Ma intanto che il duca s’ubriacava del nuovo trionfo, Consalvo fiutava il vento, si rendeva conto del mutamento operatosi in tutta Italia, dell’imminenza delle riforme liberali. Pertanto, senza prender parte all’agitazione elettorale, dichiarò che la Destra era morta e sepolta. Tenendo la gente a distanza, per non contagiarsi, cominciò a dichiarare d’esser «democratico». E lo zio don Eugenio veniva appunto in quel frangente a proporgli l’affare del Nuovo Araldo!... Egli lasciò che quello straccione facesse anticamera un bel pezzo; poi, udita la sua domanda, alzò le spalle.

— Ma che araldo e trombettiere! Queste cose hanno fatto il loro tempo! Il municipio non può spendere i denari dei contribuenti per incoraggiare pubblicazioni ispirate alla divisione delle classi sociali. Ce n’è una sola: quella dei liberi cittadini!

E la risposta, udita dagli impiegati, ripetuta in tutti gli ufficii, gli valse il plauso dei buoni democratici. Il cavaliere andò subito a riferirla al principe, per farsi un merito mettendogli in peggior vista il figliuolo. Ma nè questo, nè le insistenti preghiere gli valsero un soldo: suo nipote anzi pretendeva i quattrini anticipati, e l’accusava di sciocchezza, soprammercato, a causa del sequestro che s’era lasciato porre dallo stampatore.

Il cavaliere fece un nuovo passo presso la sorella Ferdinanda. Presentatosi in casa sua, gli chiusero l’uscio sul muso. Nondimeno egli fece parlare alla zitellona per ottenere un piccolo prestito che a lei non sarebbe costato nulla ed a lui avrebbe assicurato un pane: la vecchia rispose che neppure a vederlo crepar di fame gli avrebbe dato un soldo per stampare quelle «schifezze.»
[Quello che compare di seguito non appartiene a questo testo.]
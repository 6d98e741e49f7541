//! Disk and on-disk database size reporting for `/status`.
//!
//! Grounded on the original `DiskUsage`/`DBSize` helpers (`syscall.Statfs` +
//! `filepath.Walk`); `libc::statvfs` is the direct Rust analogue of
//! `syscall.Statfs` and `std::fs::read_dir` walks the tree the way
//! `filepath.Walk` does, so no new dependency is needed for either.

use serde::Serialize;
use std::path::Path;

#[derive(Debug, Clone, Copy, Default, Serialize)]
pub struct DiskUsage {
    pub all_gb: f64,
    pub used_gb: f64,
    pub free_gb: f64,
    pub avail_gb: f64,
}

#[derive(Debug, Clone, Copy, Default, Serialize)]
pub struct DbSize {
    pub size_mb: f64,
    pub size_gb: f64,
}

const GB: f64 = 1024.0 * 1024.0 * 1024.0;
const MB: f64 = 1024.0 * 1024.0;

fn bytes_to(bytes: u64, unit: f64) -> f64 {
    (bytes as f64 / unit * 100.0).round() / 100.0
}

/// Statfs-based free/used/available space for the filesystem backing `path`.
#[cfg(unix)]
pub fn disk_usage(path: &str) -> DiskUsage {
    use std::ffi::CString;
    use std::mem::MaybeUninit;

    let Ok(cpath) = CString::new(path) else { return DiskUsage::default() };
    let mut stat = MaybeUninit::<libc::statvfs>::uninit();
    let rc = unsafe { libc::statvfs(cpath.as_ptr(), stat.as_mut_ptr()) };
    if rc != 0 {
        return DiskUsage::default();
    }
    let stat = unsafe { stat.assume_init() };
    let block_size = stat.f_frsize as u64;

    let all_gb = bytes_to(stat.f_blocks as u64 * block_size, GB);
    let avail_gb = bytes_to(stat.f_bavail as u64 * block_size, GB);
    let free_gb = bytes_to(stat.f_bfree as u64 * block_size, GB);

    DiskUsage { all_gb, used_gb: all_gb - free_gb, free_gb, avail_gb }
}

#[cfg(not(unix))]
pub fn disk_usage(_path: &str) -> DiskUsage {
    DiskUsage::default()
}

/// Recursively sums file sizes under `path`, mirroring `filepath.Walk`.
pub fn db_size(path: &str) -> DbSize {
    let total = walk_size(Path::new(path));
    DbSize { size_mb: bytes_to(total, MB), size_gb: bytes_to(total, GB) }
}

fn walk_size(path: &Path) -> u64 {
    let Ok(meta) = std::fs::symlink_metadata(path) else { return 0 };
    if meta.is_file() {
        return meta.len();
    }
    if !meta.is_dir() {
        return 0;
    }
    let Ok(entries) = std::fs::read_dir(path) else { return 0 };
    let mut total = 0u64;
    for entry in entries.flatten() {
        total += walk_size(&entry.path());
    }
    total
}

#[cfg(test)]
mod tests {
    use super::*;

    #[test]
    fn db_size_sums_nested_files() {
        let dir = tempfile::tempdir().unwrap();
        std::fs::write(dir.path().join("a"), vec![0u8; 1024]).unwrap();
        let sub = dir.path().join("sub");
        std::fs::create_dir(&sub).unwrap();
        std::fs::write(sub.join("b"), vec![0u8; 2048]).unwrap();

        let size = db_size(dir.path().to_str().unwrap());
        assert_eq!(size.size_mb, bytes_to(3072, MB));
    }

    #[test]
    fn disk_usage_on_real_path_returns_nonzero() {
        let usage = disk_usage("/");
        assert!(usage.all_gb >= 0.0);
    }
}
Chiusa quest’altra via, don Eugenio andò dalla nipote Chiara. Trovò il marchese solo: sua moglie, la quale da un certo tempo non gli dava più requie, aveva un bel giorno fatto attaccare di nascosto e se n’era andata al Belvedere col bastardello per non tornarci più. Il cavaliere tentava di esporre i suoi guai al nipote; ma questi non finiva più di narrare i proprii, tutto ciò che quella pazza gli aveva fatto soffrire; talchè il povero Gentiluomo di Camera se ne andò via ancora una volta a mani vuote.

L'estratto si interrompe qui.